» WHAT IS BEING ASKED
Within the records, say how many lines include the word "NotificationKind"; the answer should be the number and no more.

Stored data entries:
Content starts

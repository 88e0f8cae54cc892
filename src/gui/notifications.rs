//! Notification feed shown in the corner overlay and the history popup.

use std::collections::VecDeque;

/// Styling bucket for a notification.
#[derive(Clone, Copy, Debug, PartialEq, Eq)]
pub enum NotificationKind {
    Info,
    /// Unexpected server or worker failures, rendered with the error color.
    Error,
}

/// One feed entry with message, severity and timestamp.
#[derive(Clone)]
pub struct NotificationEntry {
    pub message: String,
    pub kind: NotificationKind,
    pub timestamp: chrono::DateTime<chrono::Local>,
}

impl NotificationEntry {
    pub fn info(message: impl Into<String>) -> Self {
        Self {
            message: message.into(),
            kind: NotificationKind::Info,
            timestamp: chrono::Local::now(),
        }
    }

    pub fn error(message: impl Into<String>) -> Self {
        Self {
            message: message.into(),
            kind: NotificationKind::Error,
            timestamp: chrono::Local::now(),
        }
    }

    pub fn time_ago(&self) -> String {
        let now = chrono::Local::now();
        let duration = now.signed_duration_since(self.timestamp);
        if duration.num_seconds() < 60 {
            "just now".to_string()
        } else if duration.num_minutes() < 60 {
            format!("{}m ago", duration.num_minutes())
        } else if duration.num_hours() < 24 {
            format!("{}h ago", duration.num_hours())
        } else {
            self.timestamp.format("%m/%d %H:%M").to_string()
        }
    }
}

/// Cap the feed so it cannot grow without bound.
pub fn trim_feed(feed: &mut VecDeque<NotificationEntry>, max: usize) {
    while feed.len() > max {
        feed.pop_front();
    }
}

#[cfg(test)]
mod tests {
    use super::*;

    #[test]
    fn test_trim_feed_drops_oldest() {
        let mut feed: VecDeque<NotificationEntry> =
            (0..5).map(|i| NotificationEntry::info(format!("n{}", i))).collect();
        trim_feed(&mut feed, 3);
        assert_eq!(feed.len(), 3);
        assert_eq!(feed.front().map(|n| n.message.as_str()), Some("n2"));
    }

    #[test]
    fn test_fresh_entry_reads_just_now() {
        let entry = NotificationEntry::error("boom");
        assert_eq!(entry.time_ago(), "just now");
        assert_eq!(entry.kind, NotificationKind::Error);
    }
}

Content ends

» SOLUTION FOR THIS TASK
5